Reaganomics Rules - Obamanomics Fools

By Lurita Doan

The recent flap between Pelosi and the White House over the mid-term elections shows two things clearly: Dems in congress are running scared and they are looking for someone to blame for their poll problems and their failed fiscal policies.  In the past, Dems, who have blamed Bush, are now blaming Ronald Reagan for everything from the economy to the BP oil spill. 

Reaganomics, so often derided by liberals, was an economic stimulus that fueled over 20 years of U.S. economic growth, job creation, prosperity, and international power.  Obamanomics, in just 18 months, has been a spectacular failure, creating the potential for a $22 trillion dollars of public debt by 2020 that will take another 20 years to repay.  While, internationally, Obama’s bowing, scraping and tin-cupping has created an image of weakness.

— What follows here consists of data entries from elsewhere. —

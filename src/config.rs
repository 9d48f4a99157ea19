//! Configuration loader for marklet.
//!
//! The shipped defaults live in `defaults/marklet.default.toml` and are compiled
//! in. Every key has a default, so a user file only needs the keys it changes.

use ::config::builder::DefaultState;
use ::config::{Config, ConfigBuilder, ConfigError, File, FileFormat, ValueKind};
use serde::Deserialize;
use std::path::Path;

pub use ::config::ConfigError as LoadError;

const DEFAULT_TOML: &str = include_str!("../defaults/marklet.default.toml");

/// Top-level configuration
#[derive(Debug, Clone, Deserialize)]
pub struct MarkletConfig {
    pub render: RenderConfig,
    pub trace: TraceConfig,
}

#[derive(Debug, Clone, Deserialize)]
pub struct RenderConfig {
    /// Processing format string, e.g. `html-fragment` or `ast-treeviz`
    pub format: String,
}

/// Which intermediate stages are written to stderr
#[derive(Debug, Clone, Copy, Deserialize)]
pub struct TraceConfig {
    pub tokens: bool,
    pub tree: bool,
    pub html: bool,
}

impl TraceConfig {
    pub fn any(&self) -> bool {
        self.tokens || self.tree || self.html
    }
}

/// Builds a [`MarkletConfig`] from the embedded defaults plus whatever the
/// command line layers on top. Later sources win.
#[derive(Debug, Clone)]
pub struct Loader {
    builder: ConfigBuilder<DefaultState>,
}

impl Loader {
    pub fn new() -> Self {
        Self {
            builder: Config::builder()
                .add_source(File::from_str(DEFAULT_TOML, FileFormat::Toml)),
        }
    }

    /// A `--config` file. It must exist and be TOML.
    pub fn with_file(self, path: impl AsRef<Path>) -> Self {
        let file = File::from(path.as_ref()).format(FileFormat::Toml);
        Self {
            builder: self.builder.add_source(file),
        }
    }

    /// Set one dotted key, e.g. `render.format`
    pub fn set_override<I>(self, key: &str, value: I) -> Result<Self, ConfigError>
    where
        I: Into<ValueKind>,
    {
        Ok(Self {
            builder: self.builder.set_override(key, value)?,
        })
    }

    pub fn build(self) -> Result<MarkletConfig, ConfigError> {
        self.builder.build()?.try_deserialize()
    }
}
//! # marklet
//!
//! A transpiler for a small line-oriented markup dialect. Source text goes
//! through three stages, each a total function of its input:
//!
//! 1. [`lexer`]: text to typed tokens
//! 2. [`parser`]: tokens to a [`Document`] tree
//! 3. [`emitter`]: tree to an HTML fragment
//!
//! The dialect covers headings (`#`), bold (`*`), italic (`_`), inline code
//! (one backtick) and fenced code (three backticks). Malformed input never
//! fails; unterminated spans close at the end of the line or of the input.
//!
//! Text is emitted without escaping. Hosts rendering untrusted input must
//! sanitize the returned fragment.
//!
//! ## Testing
//!
//! Tree assertions live in the [testing module](testing).

pub mod ast;
pub mod config;
pub mod emitter;
pub mod formats;
pub mod lexer;
pub mod parser;
pub mod pipeline;
pub mod processor;
pub mod testing;

pub use ast::{Document, Element, Node};
pub use emitter::emit;
pub use lexer::{tokenize, Token, TokenKind};
pub use parser::parse;
pub use pipeline::{to_html, Pipeline, Trace};
//! Processing API for marklet sources
//!
//! This module selects what to produce from a source: a stage (token, ast or
//! html) and a format for that stage. Format strings are written
//! `<stage>-<format>`, for example `token-simple`, `ast-treeviz` or
//! `html-fragment`.

use crate::ast::Document;
use crate::formats::{serialize_ast_tag, to_treeviz_str};
use crate::lexer::Token;
use crate::pipeline::Pipeline;
use std::fs;
use std::path::Path;

/// Represents the processing stage (what data to extract)
#[derive(Debug, Clone, Copy, PartialEq, Eq)]
pub enum ProcessingStage {
    Token,
    Ast,
    Html,
}

/// Represents the output format
#[derive(Debug, Clone, Copy, PartialEq, Eq)]
pub enum OutputFormat {
    Simple,
    Json,
    Yaml,
    Tag,
    Treeviz,
    Fragment,
}

/// Represents a complete processing specification
#[derive(Debug, Clone, Copy, PartialEq, Eq)]
pub struct ProcessingSpec {
    pub stage: ProcessingStage,
    pub format: OutputFormat,
}

/// Errors that can occur during processing
#[derive(Debug, thiserror::Error)]
pub enum ProcessingError {
    #[error("Invalid format: {0}")]
    InvalidFormat(String),
    #[error("Invalid stage: {0}")]
    InvalidStage(String),
    #[error("Invalid format type: {0}")]
    InvalidFormatType(String),
    #[error("IO error: {0}")]
    Io(#[from] std::io::Error),
    #[error("Serialization error: {0}")]
    Serialization(String),
}

impl ProcessingStage {
    pub fn name(&self) -> &'static str {
        match self {
            ProcessingStage::Token => "token",
            ProcessingStage::Ast => "ast",
            ProcessingStage::Html => "html",
        }
    }
}

impl OutputFormat {
    pub fn name(&self) -> &'static str {
        match self {
            OutputFormat::Simple => "simple",
            OutputFormat::Json => "json",
            OutputFormat::Yaml => "yaml",
            OutputFormat::Tag => "tag",
            OutputFormat::Treeviz => "treeviz",
            OutputFormat::Fragment => "fragment",
        }
    }
}

impl ProcessingSpec {
    /// Parse a format string like "token-simple" or "ast-treeviz"
    pub fn from_string(format_str: &str) -> Result<Self, ProcessingError> {
        let Some((stage, format)) = format_str.split_once('-') else {
            return Err(ProcessingError::InvalidFormat(format_str.to_string()));
        };

        let stage = match stage {
            "token" => ProcessingStage::Token,
            "ast" => ProcessingStage::Ast,
            "html" => ProcessingStage::Html,
            other => return Err(ProcessingError::InvalidStage(other.to_string())),
        };

        let format = match format {
            "simple" => OutputFormat::Simple,
            "json" => OutputFormat::Json,
            "yaml" => OutputFormat::Yaml,
            "tag" => OutputFormat::Tag,
            "treeviz" => OutputFormat::Treeviz,
            "fragment" => OutputFormat::Fragment,
            other => return Err(ProcessingError::InvalidFormatType(other.to_string())),
        };

        let spec = ProcessingSpec { stage, format };
        if !Self::available_specs().contains(&spec) {
            return Err(ProcessingError::InvalidFormatType(format!(
                "Format '{}' not supported for {} stage",
                format.name(),
                stage.name()
            )));
        }

        Ok(spec)
    }

    /// Get all available processing specifications
    pub fn available_specs() -> Vec<ProcessingSpec> {
        [
            (ProcessingStage::Token, OutputFormat::Simple),
            (ProcessingStage::Token, OutputFormat::Json),
            (ProcessingStage::Ast, OutputFormat::Tag),
            (ProcessingStage::Ast, OutputFormat::Treeviz),
            (ProcessingStage::Ast, OutputFormat::Json),
            (ProcessingStage::Ast, OutputFormat::Yaml),
            (ProcessingStage::Html, OutputFormat::Fragment),
        ]
        .into_iter()
        .map(|(stage, format)| ProcessingSpec { stage, format })
        .collect()
    }

    pub fn format_string(&self) -> String {
        format!("{}-{}", self.stage.name(), self.format.name())
    }
}

/// Process source text according to the given specification
pub fn process_str(source: &str, spec: &ProcessingSpec) -> Result<String, ProcessingError> {
    process_with(&mut Pipeline::new(), source, spec)
}

/// Process source text through an existing pipeline (and its trace hook)
pub fn process_with(
    pipeline: &mut Pipeline<'_>,
    source: &str,
    spec: &ProcessingSpec,
) -> Result<String, ProcessingError> {
    match spec.stage {
        ProcessingStage::Token => {
            let tokens = pipeline.tokenize(source);
            format_tokens(&tokens, spec.format)
        }
        ProcessingStage::Ast => {
            let doc = pipeline.document(source);
            format_document(&doc, spec.format)
        }
        ProcessingStage::Html => Ok(pipeline.run(source)),
    }
}

/// Process a file according to the given specification
pub fn process_file<P: AsRef<Path>>(
    file_path: P,
    spec: &ProcessingSpec,
) -> Result<String, ProcessingError> {
    let content = fs::read_to_string(file_path)?;
    process_str(&content, spec)
}

/// Format tokens according to the specified format
pub fn format_tokens(tokens: &[Token], format: OutputFormat) -> Result<String, ProcessingError> {
    match format {
        OutputFormat::Simple => {
            let mut result = String::new();
            for token in tokens {
                result.push_str(&token.to_string());
                if token.is_newline() {
                    result.push('\n');
                }
            }
            Ok(result)
        }
        OutputFormat::Json => serde_json::to_string_pretty(tokens)
            .map_err(|e| ProcessingError::Serialization(e.to_string())),
        other => Err(ProcessingError::InvalidFormatType(format!(
            "{} format does not apply to tokens",
            other.name()
        ))),
    }
}

/// Format a parsed document according to the specified format
pub fn format_document(doc: &Document, format: OutputFormat) -> Result<String, ProcessingError> {
    match format {
        OutputFormat::Tag => Ok(serialize_ast_tag(doc)),
        OutputFormat::Treeviz => Ok(to_treeviz_str(doc)),
        OutputFormat::Json => serde_json::to_string_pretty(doc)
            .map_err(|e| ProcessingError::Serialization(e.to_string())),
        OutputFormat::Yaml => {
            serde_yaml::to_string(doc).map_err(|e| ProcessingError::Serialization(e.to_string()))
        }
        other => Err(ProcessingError::InvalidFormatType(format!(
            "{} format does not apply to the ast",
            other.name()
        ))),
    }
}

/// Get all available format strings
pub fn available_formats() -> Vec<String> {
    ProcessingSpec::available_specs()
        .iter()
        .map(ProcessingSpec::format_string)
        .collect()
}
//! Delimiter recognition
//!
//! Turns the raw character-class stream into parser tokens. A formatting
//! character (`*`, `_` or a backtick) only becomes a structural token when the
//! character right before it or right after it is a space, a line break or
//! another formatting character. Source start and end count too. Formatting
//! characters that fail the test are ordinary text, so identifiers such as
//! `snake_case_name` survive as a single text run.
//!
//! Spaces at a dispatch position are consumed without producing a token.
//! Spaces inside a text run are kept verbatim.

use crate::lexer::tokens::{RawToken, Token, TokenKind};
use std::ops::Range;

type RawSpan = (RawToken, Range<usize>);

/// Whether the raw token at `index` is a structural delimiter
pub fn is_recognised(raw: &[RawSpan], index: usize) -> bool {
    let Some((token, _)) = raw.get(index) else {
        return false;
    };
    if !token.is_formatting() {
        return false;
    }

    let prev = index
        .checked_sub(1)
        .and_then(|i| raw.get(i))
        .map(|(t, _)| t.is_boundary());
    let next = raw.get(index + 1).map(|(t, _)| t.is_boundary());

    prev.unwrap_or(true) || next.unwrap_or(true)
}

/// Index one past the end of the text run starting at `start`
fn text_run_end(raw: &[RawSpan], start: usize) -> usize {
    let mut end = start;
    while end < raw.len() && raw[end].0 != RawToken::Newline && !is_recognised(raw, end) {
        end += 1;
    }
    end
}

fn delimiter_kind(token: RawToken) -> Option<TokenKind> {
    match token {
        RawToken::Star => Some(TokenKind::Bold),
        RawToken::Underscore => Some(TokenKind::Italic),
        RawToken::Backtick => Some(TokenKind::Code),
        _ => None,
    }
}

/// Build parser tokens from the raw stream of `source`
pub fn recognise_delimiters(source: &str, raw: &[RawSpan]) -> Vec<(Token, Range<usize>)> {
    let mut tokens = Vec::new();
    let mut cursor = 0;

    while cursor < raw.len() {
        let (token, span) = raw[cursor].clone();

        match token {
            RawToken::Hash => {
                tokens.push((Token::new(TokenKind::Heading, &source[span.clone()]), span));
                cursor += 1;
            }
            RawToken::Newline => {
                tokens.push((Token::new(TokenKind::Newline, &source[span.clone()]), span));
                cursor += 1;
            }
            RawToken::Space => {
                cursor += 1;
            }
            _ => match delimiter_kind(token).filter(|_| is_recognised(raw, cursor)) {
                Some(kind) => {
                    tokens.push((Token::new(kind, &source[span.clone()]), span));
                    cursor += 1;
                }
                None => {
                    // Never empty: the token at the cursor is neither a newline
                    // nor a recognised delimiter.
                    let end = text_run_end(raw, cursor);
                    let run = span.start..raw[end - 1].1.end;
                    tokens.push((Token::text(&source[run.clone()]), run));
                    cursor = end;
                }
            },
        }
    }

    tokens
}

Four basic principles guided Reaganomics: reduce government spending, reduce government regulation, reduce federal income/capital gains taxes, while managing inflation through currency control.   Conversely, Obamanomics represents a 180 degree shift from Reaganomics.  After 18 months, all Obama can show is increases in government spending, increases in government regulation, increases in federal fees/taxes, timidity on the international stage, combined with a spendthrift philosophy which implies money does grow on trees in DC…

Ronald Reagan once said that “government is not the solution to the problem, government is the problem”, and with the failure of Obamanomics, Obama has proved by his actions that Ronald Reagan was right.